The world is mourning the loss of Archbishop Desmond Tutu, who became a global figure for leading the fight against South Africa’s repressive Apartheid regime while Nelson Mandela was imprisoned. Tutu died Sunday of cancer at age 90 in Cape Town, according to the New York Times.
Tutu was most famous for his work against Apartheid, for which he won the Nobel Peace Prize in 1984. But his humanitarian work continued for decades after Apartheid was dismantled. He wasn’t afraid to take on human rights abuses outside of his own country, including being outspoken about Israel’s occupation and treatment of Palestinians.
Barack Obama gave Tutu the Presidential Medal of Freedom for his global humanitarian work in 2009. But even as he aged, Tutu saved his fiercest energy for calling out corruption at home, even after South Africa’s government flipped from white minority control to being run by the majority-Black African National Congress.
From the New York Times
But as much as he had inveighed against the apartheid-era leadership, he displayed equal disapproval of leading figures in the dominant African National Congress, which came to power under Nelson Mandela in the first fully democratic elections in 1994.

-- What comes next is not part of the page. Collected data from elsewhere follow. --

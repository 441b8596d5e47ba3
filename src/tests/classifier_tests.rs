//! The unified classifier over the bundled text model
#![allow(clippy::unwrap_used, reason = "Standard test relaxations")]

use std::sync::Arc;

use crate::classify::{LinearTextModel, Source, UnifiedClassifier, UnifiedLabel};
use crate::config::ClassifierConfig;

fn classifier(config: ClassifierConfig) -> UnifiedClassifier {
    UnifiedClassifier::new(Arc::new(LinearTextModel::bundled().unwrap()), config)
}

#[test]
fn test_structure_is_decided_by_rules() {
    let c = classifier(ClassifierConfig::default());
    let cases = [
        ("diff(x**3, x)", UnifiedLabel::Derivative),
        ("integrate(x**2, x)", UnifiedLabel::Integral),
        ("2*x + 3 = 7", UnifiedLabel::EquationLinear),
        ("x**2 - 4 = 0", UnifiedLabel::EquationNonlinear),
        ("x + y = 1, x - y = 3", UnifiedLabel::SystemLinear),
        ("x*y - 1, x - y", UnifiedLabel::SystemNonlinear),
    ];
    for (input, label) in cases {
        let r = c.classify(input);
        assert_eq!(r.label, label, "{}", input);
        assert_eq!(r.source, Source::Deterministic);
    }
}

#[test]
fn test_free_text_reaches_the_model() {
    let c = classifier(ClassifierConfig::default());
    let r = c.classify("differentiate x squared");
    assert_eq!(r.label, UnifiedLabel::Derivative);
    assert_eq!(r.source, Source::Statistical);
    assert!(r.confidence >= 0.70 && r.confidence < 1.0);

    let r = c.classify("area under x squared");
    assert_eq!(r.label, UnifiedLabel::Integral);
}

#[test]
fn test_low_confidence_falls_back() {
    let c = classifier(ClassifierConfig::default());
    let r = c.classify("hello world");
    assert_eq!((r.label, r.source), (UnifiedLabel::Unknown, Source::Fallback));
    // a bare expression matches no rule and the model is unsure about it
    let r = c.classify("x**2 + 1");
    assert_eq!(r.source, Source::Fallback);
}

#[test]
fn test_threshold_is_configurable() {
    let strict = classifier(ClassifierConfig::default());
    assert_eq!(strict.classify("solve the quadratic").label, UnifiedLabel::Unknown);
    let lenient = classifier(ClassifierConfig::default().with_threshold(0.5));
    let r = lenient.classify("solve the quadratic");
    assert_eq!(r.label, UnifiedLabel::EquationNonlinear);
    assert_eq!(r.source, Source::Statistical);
}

In 2004, the archbishop accused President Thabo Mbeki, Mr. Mandela’s successor, of pursuing policies that enriched a tiny elite while “many, too many, of our people live in grueling, demeaning, dehumanizing poverty.”

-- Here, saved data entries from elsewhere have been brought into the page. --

use std::sync::Arc;

use super::statistical::{Prediction, SequenceClassifier, StatisticalClassifier};
use super::{ClassificationResult, Source, UnifiedLabel, deterministic_classify};
use crate::config::ClassifierConfig;

/// Deterministic rules, then the statistical model, then `unknown`.
///
/// # Example
/// ```
/// use std::sync::Arc;
/// use symb_solve::classify::{LinearTextModel, Source, UnifiedClassifier, UnifiedLabel};
/// use symb_solve::config::ClassifierConfig;
///
/// let model = Arc::new(LinearTextModel::bundled().unwrap());
/// let classifier = UnifiedClassifier::new(model, ClassifierConfig::default());
/// let result = classifier.classify("diff(x**3, x)");
/// assert_eq!(result.label, UnifiedLabel::Derivative);
/// assert_eq!(result.source, Source::Deterministic);
/// ```
#[derive(Clone)]
pub struct UnifiedClassifier {
    statistical: StatisticalClassifier,
}

impl UnifiedClassifier {
    pub fn new(model: Arc<dyn SequenceClassifier>, config: ClassifierConfig) -> Self {
        UnifiedClassifier {
            statistical: StatisticalClassifier::new(model, config),
        }
    }

    pub fn statistical(&self) -> &StatisticalClassifier {
        &self.statistical
    }

    pub fn classify(&self, expr_str: &str) -> ClassificationResult {
        if let Some((label, confidence)) = deterministic_classify(expr_str) {
            tracing::debug!(%label, "classified by structural rules");
            return ClassificationResult {
                label,
                confidence,
                source: Source::Deterministic,
            };
        }

        if let Prediction::Accepted { label, confidence } = self.statistical.classify(expr_str) {
            return ClassificationResult {
                label,
                confidence,
                source: Source::Statistical,
            };
        }

        tracing::debug!("no tier accepted, falling back to unknown");
        ClassificationResult {
            label: UnifiedLabel::Unknown,
            confidence: 0.0,
            source: Source::Fallback,
        }
    }
}

#[cfg(test)]
mod tests {
    use super::*;
    use crate::classify::statistical::tests::FixedModel;

    fn unified(pairs: &[(&str, f64)]) -> UnifiedClassifier {
        UnifiedClassifier::new(Arc::new(FixedModel::new(pairs)), ClassifierConfig::default())
    }

    #[test]
    fn test_deterministic_tier_wins() {
        let c = unified(&[("integral", 0.99), ("derivative", 0.01)]);
        let r = c.classify("x - 1 = 0");
        assert_eq!(r.label, UnifiedLabel::EquationLinear);
        assert_eq!(r.source, Source::Deterministic);
        assert!((r.confidence - 1.0).abs() < f64::EPSILON);
    }

    #[test]
    fn test_statistical_tier() {
        let c = unified(&[("integral", 0.99), ("derivative", 0.01)]);
        let r = c.classify("area under x squared");
        assert_eq!(r.label, UnifiedLabel::Integral);
        assert_eq!(r.source, Source::Statistical);
    }

    #[test]
    fn test_rejection_falls_back() {
        let c = unified(&[("integral", 0.5), ("derivative", 0.5)]);
        let r = c.classify("x**2 + 1");
        assert_eq!(r.label, UnifiedLabel::Unknown);
        assert_eq!(r.source, Source::Fallback);
        assert_eq!(r.confidence, 0.0);
    }
}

Then, in 2011, as critics accused the A.N.C. of corruption and mismanagement, Archbishop Tutu again assailed the government, this time in terms that would have once been unimaginable. “This government, our government, is worse than the apartheid government,” he said, “because at least you were expecting it with the apartheid government.”
He added: “Mr. Zuma, you and your government don’t represent me. You represent your own interests. I am warning you out of love, one day we will start praying for the defeat of the A.N.C. government. You are disgraceful.”
Archbishop Desmond Tutu was a mentor, a friend, and a moral compass for me and so many others. A universal spirit, Archbishop Tutu was grounded in the struggle for liberation and justice in his own country, but also concerned with injustice everywhere. pic.twitter.com/qiiwtw8a5B
— Barack Obama (@BarackObama) December 26, 2021
Tutu leaves behind his wife of more than 60 years, Nomalizo Leah Shenxane, four children and seven grandchildren.
Rest well, sir.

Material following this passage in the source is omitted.